Dia sempat bertanya-tanya, dari mana dan bagaimana bisa orang tuanya mengenal Celine. Gadis itu bahkan tidak ada seujung kuku nya Alice.
Namun, kejadian di apartemen waktu itu, mulai menggelapkan mata Nicholas atau mungkin hanya karena pengaruh alkohol.
Nicholas menikmati guyuran air yang meluncur dari shower membasahi tubuh berototnya. Dia tersenyum mengingat kejadian yang lalu saat ia hampir saja 'memakan' Celine.
Ya, saat itu ... saat Nicholas memindahkan Celine yang kedinginan dengan menggotongnya ke tempat tidur. Secara mendadak pria itu terpikat untuk menikmati bibir Celine, dan entah setan apa yang melintas di benaknya ia mulai kecanduan oleh kekenyalan bibir mungil gadis itu. Celine mengerang kecil, membuatnya berhenti melakukan aksinya sesaat.
Akan tetapi perasaan panas di dalam serta tubuh Nicholas seolah menuntut lebih. Hingga akhirnya melucuti dasi yang mengikat di leher Nicholas dalam sekali tarikan kasar, lalu melempar jasnya asal sebelum membuka kancing kemejanya satu per satu.
Ketika ia sudah menanggalkan pakaiannya, ia menuju Celine yang masih dalam mimpi indah. Nicholas kembali menciumi wajah tunangannya itu, matanya, hidungnya, pipinya, terutama bibirnya. Dan cumbuan itu semakin liar ketika ia mulai menjelajahi leher Celine, Nicholas menenggelamkan wajahnya pada lekukan leher Celine lalu menghirup kuat aroma semanis madu tersebut. Napasnya memburu tatkala sebuah erangan kecil lolos dari bibir Celine. Dari situ Nicholas menyadari bahwa tubuh ini begitu responsif terhadap sentuhannya.
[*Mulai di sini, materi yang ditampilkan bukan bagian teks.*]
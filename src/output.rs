//! The module responsible for writing output data to disk.
use crate::config::{BlockKind, Config};
use crate::simulation::{StageResultMap, TimelineRow};
use anyhow::{Context, Result, ensure};
use itertools::Itertools;
use std::collections::BTreeMap;
use std::fs;
use std::path::{Path, PathBuf};

/// The root folder in which run-specific output folders will be created
const OUTPUT_DIRECTORY_ROOT: &str = "stride_results";

/// The output file name for the investment timeline
const TIMELINE_FILE_NAME: &str = "investment_timeline.csv";

/// The output file name for the full results of every stage
const STAGE_RESULTS_FILE_NAME: &str = "stage_results.toml";

/// Get the default output folder for the config file at `config_path`
pub fn get_output_dir(config_path: &Path) -> Result<PathBuf> {
    let config_name = config_path
        .file_stem()
        .context("Config path has no file name")?
        .to_str()
        .context("Invalid chars in config file name")?;

    Ok([OUTPUT_DIRECTORY_ROOT, config_name].iter().collect())
}

/// Create a new output directory, replacing an existing one if allowed.
///
/// # Returns
///
/// `true` if an existing, non-empty folder was replaced, `false` otherwise. An error if the folder
/// exists, is not empty and `allow_overwrite` is false.
pub fn create_output_directory(output_dir: &Path, allow_overwrite: bool) -> Result<bool> {
    if output_dir.is_dir() {
        if fs::read_dir(output_dir)?.next().is_none() {
            // already exists, but is empty
            return Ok(false);
        }

        ensure!(
            allow_overwrite,
            "Output folder already exists and is not empty. Use --overwrite to replace it."
        );
        fs::remove_dir_all(output_dir)?;
        fs::create_dir_all(output_dir)?;
        return Ok(true);
    }

    // Try to create the directory, with parents
    fs::create_dir_all(output_dir)?;

    Ok(false)
}

fn fmt_cell(value: Option<f64>) -> String {
    value.map(|value| value.to_string()).unwrap_or_default()
}

/// Write the investment timeline (one row per stage) to a CSV file in `output_dir`
pub fn write_timeline_csv(
    config: &Config,
    timeline: &[TimelineRow],
    output_dir: &Path,
) -> Result<()> {
    let file_path = output_dir.join(TIMELINE_FILE_NAME);
    let mut writer = csv::Writer::from_path(&file_path)
        .with_context(|| format!("Could not create {}", file_path.display()))?;

    let mut header = vec!["year".to_string()];
    for block in &config.investable_blocks {
        header.push(format!("{}_total", block.name));
        header.push(format!("{}_added", block.name));
        if block.is_bidirectional() {
            header.push(format!("{}_export_total", block.name));
            header.push(format!("{}_export_added", block.name));
        }
    }
    header.extend(["capex", "npv", "discount_factor", "npv_discounted"].map(String::from));
    writer.write_record(&header)?;

    for row in timeline {
        let mut record = vec![row.year.to_string()];
        for block in &config.investable_blocks {
            let capacity = row.blocks.get(&block.name).cloned().unwrap_or_default();
            record.push(fmt_cell(capacity.total));
            record.push(fmt_cell(capacity.added));
            if block.is_bidirectional() {
                record.push(fmt_cell(capacity.export_total));
                record.push(fmt_cell(capacity.export_added));
            }
        }
        record.push(fmt_cell(row.capex));
        record.push(fmt_cell(row.npv));
        record.push(row.discount_factor.to_string());
        record.push(fmt_cell(row.npv_discounted));
        writer.write_record(&record)?;
    }
    writer.flush()?;

    Ok(())
}

/// Write every stage's result to a TOML file in `output_dir`, with one table per year
pub fn write_stage_results_toml(results: &StageResultMap, output_dir: &Path) -> Result<()> {
    // TOML keys must be strings
    let by_year: BTreeMap<String, _> = results
        .iter()
        .map(|(year, result)| (year.to_string(), result))
        .collect();
    let contents = toml::to_string(&by_year).context("Could not serialise stage results")?;

    let file_path = output_dir.join(STAGE_RESULTS_FILE_NAME);
    fs::write(&file_path, contents)
        .with_context(|| format!("Could not write {}", file_path.display()))?;

    Ok(())
}

/// Format an amount of money for the log
pub fn format_money(value: Option<f64>) -> String {
    value.map_or_else(|| "n/a".to_string(), |value| format!("{value:.2}"))
}

/// Format a capacity in W or Wh for the log, in the display unit for the block kind
pub fn format_capacity(kind: BlockKind, value: Option<f64>) -> String {
    let (unit, divisor) = kind.display_unit();
    value.map_or_else(
        || "n/a".to_string(),
        |value| format!("{:.1} {unit}", value / divisor),
    )
}

/// A table of the capacities and costs of every stage so far, one line per row
pub fn format_trajectory(config: &Config, results: &StageResultMap) -> Vec<String> {
    let block_header = config
        .investable_blocks
        .iter()
        .map(|block| {
            let (unit, _) = block.kind.display_unit();
            format!("{:>14}", format!("{} ({unit})", block.name))
        })
        .join(" ");
    let mut lines = vec![
        "Trajectory:".to_string(),
        format!(
            "  {:>6} {:>10} {block_header} {:>14} {:>14}",
            "Year", "Status", "CAPEX", "NPV (disc.)"
        ),
    ];

    for result in results.values() {
        let capacities = config
            .investable_blocks
            .iter()
            .map(|block| {
                let value = result.total_size(block.name.as_str());
                let (_, divisor) = block.kind.display_unit();
                let cell =
                    value.map_or_else(|| "n/a".to_string(), |value| format!("{:.1}", value / divisor));
                format!("{cell:>14}")
            })
            .join(" ");
        lines.push(format!(
            "  {:>6} {:>10} {capacities} {:>14} {:>14}",
            result.year,
            result.status.to_string(),
            format_money(result.capex),
            format_money(result.npv_discounted)
        ));
    }

    lines
}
Gairah Nicholas kian membakar dirinya. Ia seolah tak bisa berhenti, tangan besarnya mulai bergeriliya menelusuri tubuh gadis itu. Nicholas sudah merasa satu bagian dirinya mengeras dan sesak.
Tidak! Tidak bisa!
Nicholas seakan sadar dia tidak bisa melakukan hal itu pada Celine. Sekoyong-konyong, ia bergerak duduk di sisi ranjang, menarik rambutnya secara frustasi menyadari apa yang sudah dan akan ia lakukan. Setelah beberapa menit Nicholas merasa lebih dingin, ia mengangkat leher Celine untuk menaruhnya dengan benar di atas bantal agar lebih nyaman, ia akan menaruh kepala gadis itu jika saja pikiran jahil tidak tiba-tiba muncul di benaknya yakni meninggalkan sebuah tanda persis di bawa dagu Celine. Kemudian dengan lembut Nicholas menyelimuti tubuh gadis itu dan beranjak ke kamar mandi mendinginkan bara gairah yang tersisa, lalu kembali tidur dengan memeluk Celine sepanjang malam.
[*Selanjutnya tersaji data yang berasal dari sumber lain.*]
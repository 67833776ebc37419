//! Logging for planner runs.
//!
//! Progress messages are printed to stdout and warnings and errors to stderr. A run also keeps a
//! copy of both streams in its output folder, so a finished plan can be inspected afterwards.
use anyhow::{Context, Result, bail};
use chrono::Local;
use fern::colors::{Color, ColoredLevelConfig};
use fern::{Dispatch, FormatCallback};
use log::{LevelFilter, Record};
use std::env;
use std::fmt::Arguments;
use std::fs::{File, OpenOptions};
use std::io::IsTerminal;
use std::path::Path;
use std::sync::OnceLock;

/// A flag indicating whether the logger has been initialised
static LOGGER_INIT: OnceLock<()> = OnceLock::new();

/// The default log level for the program.
///
/// Used as a fallback if the user hasn't specified something else with the `STRIDE_LOG_LEVEL`
/// environment variable or the settings.toml file.
pub const DEFAULT_LOG_LEVEL: &str = "info";

/// Environment variable which overrides the log level from the settings file
const LOG_LEVEL_ENV_VAR: &str = "STRIDE_LOG_LEVEL";

/// The file name for the log file containing messages about the ordinary progress of a run
const LOG_INFO_FILE_NAME: &str = "stride_info.log";

/// The file name for the log file containing warnings and error messages
const LOG_ERROR_FILE_NAME: &str = "stride_error.log";

/// Whether the program logger has been initialised
pub fn is_logger_initialised() -> bool {
    LOGGER_INIT.get().is_some()
}

/// Start the program logger.
///
/// The level is taken from `STRIDE_LOG_LEVEL` if it is set, otherwise from `settings.toml`, and is
/// `info` if neither gives one. Accepted levels are `off`, `error`, `warn`, `info`, `debug` and
/// `trace`, in any case.
///
/// If `run_dir` is given, `stride_info.log` and `stride_error.log` are (re)created there.
pub fn init(log_level_from_settings: Option<&str>, run_dir: Option<&Path>) -> Result<()> {
    let log_level = resolve_log_level(env::var(LOG_LEVEL_ENV_VAR).ok(), log_level_from_settings)?;

    let colours = ColoredLevelConfig::new()
        .error(Color::Red)
        .warn(Color::Yellow)
        .info(Color::Green)
        .debug(Color::Blue)
        .trace(Color::Magenta);
    let stdout_colours = std::io::stdout().is_terminal().then_some(colours);
    let stderr_colours = std::io::stderr().is_terminal().then_some(colours);

    let mut dispatch = Dispatch::new()
        .chain(
            Dispatch::new()
                .filter(|metadata| metadata.level() > LevelFilter::Warn)
                .format(move |out, message, record| {
                    format_record(out, message, record, stdout_colours.as_ref());
                })
                .level(log_level)
                .chain(std::io::stdout()),
        )
        .chain(
            Dispatch::new()
                .format(move |out, message, record| {
                    format_record(out, message, record, stderr_colours.as_ref());
                })
                .level(log_level.min(LevelFilter::Warn))
                .chain(std::io::stderr()),
        );

    if let Some(run_dir) = run_dir {
        let (info_file, error_file) = open_log_files(run_dir)?;

        // The info file always records stage progress, even when the console is quieter
        dispatch = dispatch
            .chain(
                Dispatch::new()
                    .filter(|metadata| metadata.level() > LevelFilter::Warn)
                    .format(|out, message, record| format_record(out, message, record, None))
                    .level(log_level.max(LevelFilter::Info))
                    .chain(info_file),
            )
            .chain(
                Dispatch::new()
                    .format(|out, message, record| format_record(out, message, record, None))
                    .level(LevelFilter::Warn)
                    .chain(error_file),
            );
    }

    dispatch.apply().context("Logger already initialised")?;
    let _ = LOGGER_INIT.set(());

    Ok(())
}

/// Pick the log level: the environment variable wins over the settings file
fn resolve_log_level(
    from_env: Option<String>,
    from_settings: Option<&str>,
) -> Result<LevelFilter> {
    match from_env {
        Some(level) => parse_log_level(&level),
        None => parse_log_level(from_settings.unwrap_or(DEFAULT_LOG_LEVEL)),
    }
}

/// Create empty info and error log files in `run_dir`
fn open_log_files(run_dir: &Path) -> Result<(File, File)> {
    let create = |file_name: &str| {
        let path = run_dir.join(file_name);
        OpenOptions::new()
            .write(true)
            .create(true)
            .truncate(true)
            .open(&path)
            .with_context(|| format!("Could not create log file {}", path.display()))
    };

    Ok((create(LOG_INFO_FILE_NAME)?, create(LOG_ERROR_FILE_NAME)?))
}

/// Convert a log level name (case insensitive) into a [`LevelFilter`]
fn parse_log_level(log_level: &str) -> Result<LevelFilter> {
    let level = match log_level.to_lowercase().as_str() {
        "off" => LevelFilter::Off,
        "error" => LevelFilter::Error,
        "warn" => LevelFilter::Warn,
        "info" => LevelFilter::Info,
        "debug" => LevelFilter::Debug,
        "trace" => LevelFilter::Trace,
        unknown => bail!("Unknown log level: {unknown}"),
    };

    Ok(level)
}

/// Format a record as `[HH:MM:SS LEVEL target] message`, colouring the level if `colours` is given
fn format_record(
    out: FormatCallback,
    message: &Arguments,
    record: &Record,
    colours: Option<&ColoredLevelConfig>,
) {
    let timestamp = Local::now().format("%H:%M:%S");
    let target = record.target();
    match colours {
        Some(colours) => {
            let level = colours.color(record.level());
            out.finish(format_args!("[{timestamp} {level} {target}] {message}"));
        }
        None => {
            let level = record.level();
            out.finish(format_args!("[{timestamp} {level} {target}] {message}"));
        }
    }
}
Well... alkohol memang berbahaya. Sekalipun Celine bukan tipe idamannya tapi dengan gila Nicholas menikmati diam-diam.
Jujur saja, kenangan malam itu masih membuat Nicholas yang kini tengah selesai berpakaian tersenyum setiap mengingatnya. Ia menuruni tangga menuju meja makan dengan langkah tegap. Jas hitam yang dibuat khusus membalut bentuk tubuh sempurna Nicholas. Dasi biru yang melingkar di leher pun tak luput menambah penampilan luar biasa Nicholas di pagi hari.
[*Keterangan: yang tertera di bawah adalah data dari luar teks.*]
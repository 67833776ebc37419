//! Error kinds which callers may need to tell apart.
//!
//! These are carried inside [`anyhow::Error`] like every other error in the program, so code that
//! needs to classify a failure uses `err.downcast_ref::<PlanningError>()`. Infeasibility of a stage
//! is not an error: it is an ordinary outcome of a run.
use derive_more::Display;

/// An error raised by the planning engine
#[derive(Debug, Display, Clone, PartialEq)]
pub enum PlanningError {
    /// A pathway function was evaluated before the base year of its model
    #[display("Year {year} is before the base year ({base_year}) of the {model} model")]
    Domain {
        /// The name of the model (e.g. "pv cost")
        model: String,
        /// The year requested
        year: u32,
        /// The model's base year
        base_year: u32,
    },
    /// The configuration is internally inconsistent
    #[display("Invalid configuration: {_0}")]
    Config(String),
    /// An input (scenario template or usage log) does not match the configuration
    #[display("Validation failed: {_0}")]
    Validation(String),
    /// The external optimiser did not produce the expected output
    #[display("Missing optimiser output: {_0}")]
    MissingOutput(String),
    /// The external optimiser did not finish in time
    #[display("Optimiser timed out after {secs}s for stage {year}")]
    Timeout {
        /// The stage year
        year: u32,
        /// The timeout which was exceeded
        secs: u64,
    },
    /// The external optimiser exited with a failure code
    #[display(
        "Optimiser failed for stage {year} (exit code: {})\nSTDOUT:\n{stdout}\nSTDERR:\n{stderr}",
        code.map_or_else(|| "none".to_string(), |c| c.to_string())
    )]
    OptimizerFailed {
        /// The stage year
        year: u32,
        /// Exit code, if the process was not killed by a signal
        code: Option<i32>,
        /// Captured standard output
        stdout: String,
        /// Captured standard error
        stderr: String,
    },
}

impl std::error::Error for PlanningError {}

/// Create a [`PlanningError::Config`] wrapped in an [`anyhow::Error`]
macro_rules! config_err {
    ($($arg:tt)*) => {
        anyhow::Error::new($crate::error::PlanningError::Config(format!($($arg)*)))
    };
}
pub(crate) use config_err;

/// Create a [`PlanningError::Validation`] wrapped in an [`anyhow::Error`]
macro_rules! validation_err {
    ($($arg:tt)*) => {
        anyhow::Error::new($crate::error::PlanningError::Validation(format!($($arg)*)))
    };
}
pub(crate) use validation_err;

/// Create a [`PlanningError::MissingOutput`] wrapped in an [`anyhow::Error`]
macro_rules! missing_output_err {
    ($($arg:tt)*) => {
        anyhow::Error::new($crate::error::PlanningError::MissingOutput(format!($($arg)*)))
    };
}
pub(crate) use missing_output_err;

#[cfg(test)]
mod tests {
    use super::*;

    #[test]
    fn test_display_domain() {
        let err = PlanningError::Domain {
            model: "pv cost".into(),
            year: 2020,
            base_year: 2025,
        };
        assert_eq!(
            err.to_string(),
            "Year 2020 is before the base year (2025) of the pv cost model"
        );
    }

    #[test]
    fn test_display_optimizer_failed() {
        let err = PlanningError::OptimizerFailed {
            year: 2030,
            code: Some(2),
            stdout: "out".into(),
            stderr: "err".into(),
        };
        assert_eq!(
            err.to_string(),
            "Optimiser failed for stage 2030 (exit code: 2)\nSTDOUT:\nout\nSTDERR:\nerr"
        );
    }

    #[test]
    fn test_macros_downcast() {
        let err = config_err!("bad {}", 1);
        assert_eq!(
            err.downcast_ref::<PlanningError>(),
            Some(&PlanningError::Config("bad 1".into()))
        );
        assert_eq!(err.to_string(), "Invalid configuration: bad 1");
    }
}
Pria itu bergabung dengan ayah dan ibunya yang sudah lebih dulu berada di ruang makan. Duduk di salah satu dari enan belas kursi makan tersebut. Sudah menjadi hal rutin keluarga Bagaskara dengan menyempatkan waktu setidaknya sepekan sekali untuk makan bersama. Nyonya Jane sibuk dengan butiknya, tuan besar Rendra lebih sering di luar negeri untuk menggait investor asing, dan Nicholas mengurusi perusahaan pusat.
Acara sarapan tersebut terasa khidmat karena hanya terdengar dentingan sendok yang beradu dengan piring smmpai ketika sang ayah membuka suara.
"Papi dengar kau memecat Grace?"
"Ya," jawab Nicholas singkat tanpa repot-repot menoleh pada ayahnya.
"Kenapa?"
"Aku tidak suka w************n seperti itu"
"Jaga kata-katamu! Dia itu anak dari sahabat Papi. Apa yang harus papi katakan pada ayahnya?"
Nicholas menarik satu sudut bibirnya. "Aku tidak peduli, hati dan perasaan tunanganku lebih penting. Kecuali Papi memang berniat mendengar berita bahwa anak papi sama seperti ayahnya."
"Nicholas!" Jane memeperingatkan anaknya untuk tidak mengungkit kesalahan sang Ayah di masa lalu.
"Tidak apa." Rendra menggenggam tangan istrinya menenangkan. Nicholas mendengus halus menatap genggaman itu.
Ibunya berdehem sebelum berusaha mencairkan kembali suasana pagi. "Ngomong-ngomong Celine, kau sudah lama tidak mengajaknya kemari?"
Memang, sejak beberapa hari berlalu Nicholas tidak lagi bertemu dengan Celine sebagaimana keinginan gadis itu. Terakhir ketikania mengantarnya pulang dari kampus. "Dia sibuk dengan tugas kuliahnya, Mi."
"Harusnya kau lebih memperhatikannya, dia pasti sedang pusing dan butuh refresing."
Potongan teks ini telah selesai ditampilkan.